------ Data listing ------

use dioxus::prelude::*;

/// Page title with a one-line summary underneath
#[component]
pub fn PageHeader(title: String, summary: String) -> Element {
    rsx! {
        header { class: "page-header",
            h1 { class: "page-title", "{title}" }
            p { class: "page-summary", "{summary}" }
        }
    }
}
//! Button Components
//!
//! Compact icon buttons used by the navigation chrome:
//! - IconButton: base square button with an accessible label
//! - CloseButton: X glyph, dismisses overlays
//! - MenuButton: hamburger, asks the host to open the mobile panel

use dioxus::prelude::*;

/// Icon button for compact actions (close, menu, etc.)
#[derive(Clone, PartialEq, Props)]
pub struct IconButtonProps {
    /// The icon content (glyph or element)
    pub children: Element,
    /// Click handler
    pub onclick: EventHandler<()>,
    /// Accessible label for screen readers
    pub aria_label: String,
    /// Optional additional CSS classes
    #[props(default)]
    pub class: Option<String>,
    /// Rendered as `aria-expanded` when set
    #[props(default)]
    pub expanded: Option<bool>,
}

#[component]
pub fn IconButton(props: IconButtonProps) -> Element {
    let full_class = icon_button_class(props.class.as_deref());

    rsx! {
        button {
            r#type: "button",
            class: "{full_class}",
            "aria-label": "{props.aria_label}",
            "aria-expanded": props.expanded.map(|open| open.to_string()),
            onclick: move |_| props.onclick.call(()),
            {props.children}
        }
    }
}

fn icon_button_class(extra: Option<&str>) -> String {
    match extra {
        Some(extra) if !extra.is_empty() => format!("icon-btn {}", extra),
        _ => "icon-btn".to_string(),
    }
}

/// Close button with X icon
#[component]
pub fn CloseButton(label: String, onclick: EventHandler<()>) -> Element {
    rsx! {
        IconButton {
            onclick: onclick,
            aria_label: label,
            class: "close-btn".to_string(),
            svg {
                xmlns: "http://www.w3.org/2000/svg",
                width: "20",
                height: "20",
                view_box: "0 0 24 24",
                fill: "none",
                stroke: "currentColor",
                stroke_width: "2",
                stroke_linecap: "round",
                stroke_linejoin: "round",
                path { d: "M18 6 6 18" }
                path { d: "m6 6 12 12" }
            }
        }
    }
}

/// Hamburger button that opens the mobile navigation panel
///
/// # Example
///
/// ```rust,ignore
/// let mut menu_open = use_signal(|| false);
///
/// rsx! {
///     MenuButton {
///         open: menu_open(),
///         on_open_change: move |open| menu_open.set(open),
///     }
/// }
/// ```
#[component]
pub fn MenuButton(open: bool, on_open_change: EventHandler<bool>) -> Element {
    rsx! {
        IconButton {
            onclick: move |_| on_open_change.call(true),
            aria_label: "Open navigation".to_string(),
            class: "menu-btn".to_string(),
            expanded: open,
            svg {
                xmlns: "http://www.w3.org/2000/svg",
                width: "24",
                height: "24",
                view_box: "0 0 24 24",
                fill: "none",
                stroke: "currentColor",
                stroke_width: "2",
                stroke_linecap: "round",
                stroke_linejoin: "round",
                path { d: "M4 6h16" }
                path { d: "M4 12h16" }
                path { d: "M4 18h16" }
            }
        }
    }
}
use dioxus::prelude::*;

use crate::components::PageHeader;

#[component]
pub fn Reports() -> Element {
    rsx! {
        PageHeader {
            title: "Reports".to_string(),
            summary: "Readiness and gap reports for auditors and stakeholders.".to_string(),
        }

        div { class: "empty-state",
            p { "No reports available." }
        }
    }
}
//! Evidence - collected artifacts backing each control.

use dioxus::prelude::*;

use crate::app::Route;
use crate::components::PageHeader;

#[component]
pub fn Evidence() -> Element {
    rsx! {
        PageHeader {
            title: "Evidence".to_string(),
            summary: "Documents and records that demonstrate each control.".to_string(),
        }

        div { class: "empty-state",
            p { "No evidence collected." }
            p { class: "empty-hint", "Evidence requested by assessments will appear here." }
        }
    }
}

#[component]
pub fn EvidenceDetail(id: String) -> Element {
    rsx! {
        PageHeader {
            title: "Evidence".to_string(),
            summary: format!("Evidence item {}", id),
        }

        Link { class: "back-link", to: Route::Evidence {}, "All evidence" }
    }
}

------

• [Task directions]: If a line in the material above contains the word "with", copy it.

• [Answer to this task]:
/// Page title with a one-line summary underneath
//! - IconButton: base square button with an accessible label
/// Close button with X icon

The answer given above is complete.